Now let a paint operation is 1 a b. Now add +1 to array index [b] of discovery_time(a)node and -1 to array index [b] of finishing_time[a) node.
For each query operation 2 a b we need to check for each color. Now at first determine the LCA of node a and b in the original given graph. Now for the i’th color we need to count the summation of array[i] from root node to discovery_time(a) node. Let this summation is x. Then we need count the summation of array[i] from root node to discovery_time(b) node. Let this summation is y. Here we add root to LCA node’s value twice but we don’t need this. So we need to subtract this from the sum. So we need count the summation of array[i] from root node to discovery_time(LCA) node. Let this is z. Now if we subtract 2*z then we will delete the LCA node’s value so wee need to add this value too.

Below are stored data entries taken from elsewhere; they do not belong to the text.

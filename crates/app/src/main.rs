mod server;

use chrono::Utc;
use clap::{Parser, Subcommand, ValueEnum};
use server::AppState;
use std::path::PathBuf;
use std::sync::Arc;
use std::time::Duration;
use tfidf_recommender_core::{
    AnyGateway, ConfiguredVectorizer, CorpusTfIdf, DocumentKind, EntityId, HttpGateway,
    MemoryGateway, MismatchPolicy, RecommendationOptions, RecommendationsRequest, Recommender,
    TfIdfOptions, VectorizeJobRequest, VectorizeProblemRequest, VectorizeUserRequest,
    VectorizerMode, Vectorizer,
};
use tracing::{info, warn};
use tracing_subscriber::{fmt, prelude::*, EnvFilter};

#[derive(Parser)]
#[command(name = "tfidf-recommender", version)]
struct Cli {
    #[command(subcommand)]
    command: Command,

    /// Vectorizer mode: per-document (fresh model per call) or corpus
    #[arg(long, env = "RECOMMENDER_VECTORIZER_MODE", default_value = "per-document")]
    vectorizer_mode: VectorizerMode,

    /// Corpus file for corpus mode (JSON array of strings or one document per line)
    #[arg(long, env = "RECOMMENDER_CORPUS_FILE")]
    corpus_file: Option<PathBuf>,

    /// Vector store backend
    #[arg(long, env = "RECOMMENDER_GATEWAY", value_enum, default_value_t = GatewayBackend::Memory)]
    gateway: GatewayBackend,

    /// Base URL of the REST vector store (http backend)
    #[arg(long, env = "RECOMMENDER_GATEWAY_URL", default_value = "http://localhost:8081")]
    gateway_url: String,

    /// Per-request timeout for the REST vector store, in seconds
    #[arg(long, env = "RECOMMENDER_GATEWAY_TIMEOUT_SECS", default_value = "30")]
    gateway_timeout_secs: u64,

    /// JSON snapshot file for the memory backend
    #[arg(long, env = "RECOMMENDER_STORE_FILE")]
    store_file: Option<PathBuf>,

    /// Number of recommendations returned per list
    #[arg(long, env = "RECOMMENDER_TOP_K", default_value = "10")]
    top_k: usize,

    /// What to do with candidates whose length differs from the user vector: fail or skip
    #[arg(long, env = "RECOMMENDER_ON_DIMENSION_MISMATCH", default_value = "fail")]
    on_dimension_mismatch: MismatchPolicy,
}

#[derive(Clone, Copy, Debug, ValueEnum)]
enum GatewayBackend {
    Memory,
    Http,
}

#[derive(Subcommand)]
enum Command {
    /// Serve the HTTP API.
    Serve {
        /// Address to listen on
        #[arg(long, env = "RECOMMENDER_BIND", default_value = "0.0.0.0:5000")]
        bind: String,
        /// Store every computed vector through the gateway.
        #[arg(long, env = "RECOMMENDER_PERSIST_VECTORS", default_value_t = false)]
        persist_vectors: bool,
        /// Allow cross-origin requests from any origin.
        #[arg(long, env = "RECOMMENDER_CORS", default_value_t = false)]
        cors: bool,
    },
    /// Vectorize a user profile (bio + profession) and print it as JSON.
    VectorizeUser {
        #[arg(long)]
        user_id: EntityId,
        #[arg(long)]
        bio: String,
        #[arg(long)]
        profession: String,
        /// Also store the vector through the gateway.
        #[arg(long, default_value_t = false)]
        store: bool,
    },
    /// Vectorize a job (title + description) and print it as JSON.
    VectorizeJob {
        #[arg(long)]
        id: EntityId,
        #[arg(long)]
        title: String,
        #[arg(long)]
        description: String,
        #[arg(long, default_value_t = false)]
        store: bool,
    },
    /// Vectorize a problem (name + description) and print it as JSON.
    VectorizeProblem {
        #[arg(long)]
        id: EntityId,
        #[arg(long)]
        name: String,
        #[arg(long)]
        description: String,
        #[arg(long, default_value_t = false)]
        store: bool,
    },
    /// Rank stored jobs and problems for a user and print them as JSON.
    Recommend {
        #[arg(long)]
        user_id: EntityId,
    },
}

fn build_vectorizer(cli: &Cli) -> anyhow::Result<ConfiguredVectorizer> {
    match cli.vectorizer_mode {
        VectorizerMode::PerDocument => {
            warn!("per-document vectorizer: vectors from different documents do not share a vocabulary");
            Ok(ConfiguredVectorizer::per_document()?)
        }
        VectorizerMode::Corpus => {
            let path = cli
                .corpus_file
                .as_deref()
                .ok_or_else(|| anyhow::anyhow!("--corpus-file is required in corpus mode"))?;
            let model = CorpusTfIdf::from_file(path, TfIdfOptions::default())?;
            info!(
                corpus = %path.display(),
                documents = model.document_count(),
                vocabulary = model.vocabulary_len(),
                "corpus vectorizer fitted"
            );
            Ok(ConfiguredVectorizer::corpus(model))
        }
    }
}

async fn build_gateway(cli: &Cli) -> anyhow::Result<AnyGateway> {
    let gateway = match cli.gateway {
        GatewayBackend::Memory => match &cli.store_file {
            Some(path) => AnyGateway::Memory(MemoryGateway::open(path).await?),
            None => AnyGateway::Memory(MemoryGateway::new()),
        },
        GatewayBackend::Http => AnyGateway::Http(HttpGateway::with_timeout(
            &cli.gateway_url,
            Duration::from_secs(cli.gateway_timeout_secs),
        )?),
    };
    Ok(gateway)
}

fn print_json<T: serde::Serialize>(value: &T) -> anyhow::Result<()> {
    println!("{}", serde_json::to_string_pretty(value)?);
    Ok(())
}

#[tokio::main]
async fn main() -> anyhow::Result<()> {
    let app_version = env!("CARGO_PKG_VERSION");

    tracing_subscriber::registry()
        .with(EnvFilter::from_default_env())
        .with(fmt::layer().with_writer(std::io::stderr))
        .init();

    let cli = Cli::parse();

    let vectorizer = build_vectorizer(&cli)?;
    let gateway = build_gateway(&cli).await?;
    let options = RecommendationOptions {
        top_k: cli.top_k,
        on_dimension_mismatch: cli.on_dimension_mismatch,
    };
    let recommender = Recommender::new(gateway, vectorizer, options);

    info!(
        version = app_version,
        mode = %recommender.vectorizer().mode(),
        started_at = %Utc::now().to_rfc3339(),
        "tfidf-recommender boot"
    );

    match cli.command {
        Command::Serve {
            bind,
            persist_vectors,
            cors,
        } => {
            let state = Arc::new(AppState {
                recommender,
                persist_vectors,
            });
            server::serve(state, &bind, cors).await?;
        }
        Command::VectorizeUser {
            user_id,
            bio,
            profession,
            store,
        } => {
            let result = recommender.vectorize_user(&VectorizeUserRequest {
                user_id: Some(user_id),
                bio: Some(bio),
                profession: Some(profession),
            })?;
            if store {
                recommender
                    .store(DocumentKind::User, &result.user_id, &result.vector)
                    .await?;
            }
            print_json(&result)?;
        }
        Command::VectorizeJob {
            id,
            title,
            description,
            store,
        } => {
            let result = recommender.vectorize_job(&VectorizeJobRequest {
                id: Some(id),
                name: Some(title),
                description: Some(description),
            })?;
            if store {
                recommender
                    .store(DocumentKind::Job, &result.id, &result.vector)
                    .await?;
            }
            print_json(&result)?;
        }
        Command::VectorizeProblem {
            id,
            name,
            description,
            store,
        } => {
            let result = recommender.vectorize_problem(&VectorizeProblemRequest {
                id: Some(id),
                name: Some(name),
                description: Some(description),
            })?;
            if store {
                recommender
                    .store(DocumentKind::Problem, &result.id, &result.vector)
                    .await?;
            }
            print_json(&result)?;
        }
        Command::Recommend { user_id } => {
            let result = recommender
                .recommendations(&RecommendationsRequest {
                    user_id: Some(user_id),
                })
                .await?;
            print_json(&result)?;
        }
    }

    Ok(())
}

So Total number of i’th color node in the path from a to b is
=x+y-(2*z)+ array[i] value of LCA node.
We can do this for each of 30 color and When we get a color which fill every node in the range a to b then we will print YES otherwise NO.
I have implemented this solution using segment tree but got TLE several time. Then I implement the same idea using BIT and got AC. I think the main idea behind the TLE in segment tree is wee need to copy the 30 size array element several time in segment tree. Which will take some time. As the time limit is very tight, the segment tree solution is inefficient.
#include <bits/stdc++.h>
#include <ext/pb_ds/assoc_container.hpp>
#include <ext/pb_ds/tree_policy.hpp>
#define pii pair <int,int>
#define pll pair <long long,long long>
#define sc scanf
#define pf printf
#define Pi 2*acos(0.0)
#define ms(a,b) memset(a, b, sizeof(a))
#define pb(a) push_back(a)
#define MP make_pair
#define db double
#define ll long long
#define EPS 10E-10
#define ff first
#define ss second
#define sqr(x) (x)*(x)
#define D(x) cerr<<#x " = "<<(x)<<endl
#define VI vector <int>
#define DBG pf("Hi\n")
#define MOD 1000000007
#define CIN ios_base::sync_with_stdio(0); cin.tie(0); cout.tie(0)
#define SZ(a) (int)a.size()
#define sf(a) scanf("%d",&a)
#define sfl(a) scanf("%lld",&a)
#define sff(a,b) scanf("%d %d",&a,&b)
#define sffl(a,b) scanf("%lld %lld",&a,&b)
#define sfff(a,b,c) scanf("%d %d %d",&a,&b,&c)
#define sfffl(a,b,c) scanf("%lld %lld %lld",&a,&b,&c)
#define stlloop(v) for(__typeof(v.begin()) it=v.begin();it!=v.end();it++)
#define loop(i,n) for(int i=0;i<n;i++)
#define loop1(i,n) for(int i=1;i<=n;i++)
#define REP(i,a,b) for(int i=a;i<b;i++)
#define RREP(i,a,b) for(int i=a;i>=b;i--)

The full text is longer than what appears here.